Now stand back and look at what you’ve drawn. It’s a great way to get a sense of the contour of your melody. And remember: contour is what listeners remember when they recall your songs. No one remembers notes. They remember shapes comprised of notes.
If your melody is wandering aimlessly, up, down & all around, with no sense of shape or direction, a line drawing exposes that problem immediately. As I say, it’s a powerful technique for analyzing song problems.
You can also make line drawings of other elements of music. One kind of drawing you may never have thought of is a line sketch of your lyric. Here’s how it works.
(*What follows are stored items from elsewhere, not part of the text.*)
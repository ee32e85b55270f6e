//! Regrouping flat unit timings into structural tiers.

use crate::alignment::reconcile::UnitSpan;
use crate::document::{Document, NodeId, ID_ATTR};
use crate::error::AlignmentError;
use crate::types::{Interval, Tier};

pub const WORD_TIER: &str = "Word";

pub fn tier_name(tag: &str) -> String {
    match tag {
        "s" => "Sentence".to_string(),
        "p" => "Paragraph".to_string(),
        other => other.to_string(),
    }
}

/// One interval per span, labelled with the full text of its unit.
pub fn unit_intervals(doc: &Document, spans: &[UnitSpan]) -> Result<Vec<Interval>, AlignmentError> {
    let index = doc.id_index();
    spans
        .iter()
        .map(|span| {
            let node = index.get(span.id.as_str()).copied().ok_or_else(|| {
                AlignmentError::mismatch(format!("no element with id \"{}\"", span.id))
            })?;
            Ok(Interval {
                id: span.id.clone(),
                text: doc.text_content(node),
                start_ms: span.start_ms,
                end_ms: span.end_ms,
            })
        })
        .collect()
}

/// The word tier first, then one tier per grouping tag in the given order.
pub fn build_tiers(doc: &Document, units: &[Interval], group_tags: &[String]) -> Vec<Tier> {
    let mut tiers = Vec::with_capacity(group_tags.len() + 1);
    tiers.push(Tier {
        name: WORD_TIER.to_string(),
        intervals: units.to_vec(),
    });
    for tag in group_tags {
        tiers.push(Tier {
            name: tier_name(tag),
            intervals: group_intervals(doc, units, tag),
        });
    }
    tiers
}

/// Consecutive units under the same nearest `tag` ancestor form one
/// interval from the first unit's start to the last unit's end. A unit with
/// no such ancestor is a group of its own.
fn group_intervals(doc: &Document, units: &[Interval], tag: &str) -> Vec<Interval> {
    let index = doc.id_index();
    let mut groups: Vec<(Option<NodeId>, Interval)> = Vec::new();
    for unit in units {
        let owner = index
            .get(unit.id.as_str())
            .and_then(|&node| nearest_ancestor(doc, node, tag));
        match groups.last_mut() {
            Some((Some(current), group)) if Some(*current) == owner => {
                group.text.push(' ');
                group.text.push_str(&unit.text);
                group.end_ms = unit.end_ms;
            }
            _ => {
                let id = owner
                    .and_then(|node| doc.node(node).attribute(ID_ATTR))
                    .unwrap_or(&unit.id)
                    .to_string();
                groups.push((
                    owner,
                    Interval {
                        id,
                        text: unit.text.clone(),
                        start_ms: unit.start_ms,
                        end_ms: unit.end_ms,
                    },
                ));
            }
        }
    }
    tracing::debug!(tag, groups = groups.len(), "tiers: grouped units");
    groups.into_iter().map(|(_, interval)| interval).collect()
}

fn nearest_ancestor(doc: &Document, node: NodeId, tag: &str) -> Option<NodeId> {
    doc.ancestors_or_self(node)
        .skip(1)
        .find(|&ancestor| doc.node(ancestor).local_name() == tag)
}

#[cfg(test)]
mod tests {
    use super::*;

    fn doc() -> Document {
        Document::parse(
            r#"<body><p id="p0"><s id="s0"><w id="w0">Hello</w> <w id="w1">there<m>!</m></w></s><s id="s1"><w id="w2">Bye</w></s></p><w id="w3">orphan</w></body>"#,
        )
        .expect("valid markup")
    }

    fn spans() -> Vec<UnitSpan> {
        vec![
            UnitSpan::new("w0", 0, 100),
            UnitSpan::new("w1", 100, 250),
            UnitSpan::new("w2", 300, 400),
            UnitSpan::new("w3", 400, 500),
        ]
    }

    fn summary(tier: &Tier) -> Vec<(&str, &str, u64, u64)> {
        tier.intervals
            .iter()
            .map(|i| (i.id.as_str(), i.text.as_str(), i.start_ms, i.end_ms))
            .collect()
    }

    #[test]
    fn word_tier_uses_full_unit_text() {
        let doc = doc();
        let units = unit_intervals(&doc, &spans()).expect("known ids");
        assert_eq!(units[1].text, "there!");
    }

    #[test]
    fn sentences_and_paragraphs() {
        let doc = doc();
        let units = unit_intervals(&doc, &spans()).expect("known ids");
        let tiers = build_tiers(&doc, &units, &["s".to_string(), "p".to_string()]);
        let names: Vec<&str> = tiers.iter().map(|t| t.name.as_str()).collect();
        assert_eq!(names, ["Word", "Sentence", "Paragraph"]);
        assert_eq!(
            summary(&tiers[1]),
            [
                ("s0", "Hello there!", 0, 250),
                ("s1", "Bye", 300, 400),
                ("w3", "orphan", 400, 500)
            ]
        );
        assert_eq!(
            summary(&tiers[2]),
            [("p0", "Hello there! Bye", 0, 400), ("w3", "orphan", 400, 500)]
        );
    }

    #[test]
    fn unknown_unit_id_is_a_mismatch() {
        let err = unit_intervals(&doc(), &[UnitSpan::new("nope", 0, 1)]).unwrap_err();
        assert!(matches!(err, AlignmentError::AlignmentMismatch { .. }));
    }

    #[test]
    fn other_tags_keep_their_name() {
        assert_eq!(tier_name("div"), "div");
    }
}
Start the same way as a line drawing of your melody: place your pencil on the left side of a piece of paper, and move it to the right. But this time, the pencil won’t be moving up if the melody moves up. It will be moving up if the emotional energy of your lyric increases.
It’s not easy to do this, because it’s sometimes difficult to separate your melody from your lyric. So it may take you a few tries. One way to make the process a little easier is to start by looking at a written-out copy of your lyric, and circling words that carry a strong implied emotion. So words like “love”, “hate”, “tears”, “so much”, “touch”, and so on… these are the words that make an impression on the listener. Those words will then represent places where the line should move upward.
Once you’ve got something that you think represents how the emotional energy of your song flows, compare that line drawing to one you’ve made of the melody. They won’t be exact copies of each other, and you probably wouldn’t want that anyway.
But there should be similarities between the two. In particular, you should see the lines for a chorus melody and lyric looking more similar than in the verse.
It’s not an exact science, of course. And you only need to do this if you perceive that there’s something not working in your song. But if you’ve exhausted all efforts to solve a songwriting problem, try a line drawing of your lyric, and see if the emotional content of the words is working against the contour of your melody.
Once you see a problem, it’s often a matter of adjusting the melody to help the lyric. That kind of relationship is an important way to strengthen your song’s structural design.
To practice this technique, try looking up a lyric for a song you’ve never heard (Google a singer-songwriter whose music you’re less familiar with). Now make a line drawing of the lyric. Then visit YouTube and find the song, and make a line drawing of the melody. See how the two lines compare.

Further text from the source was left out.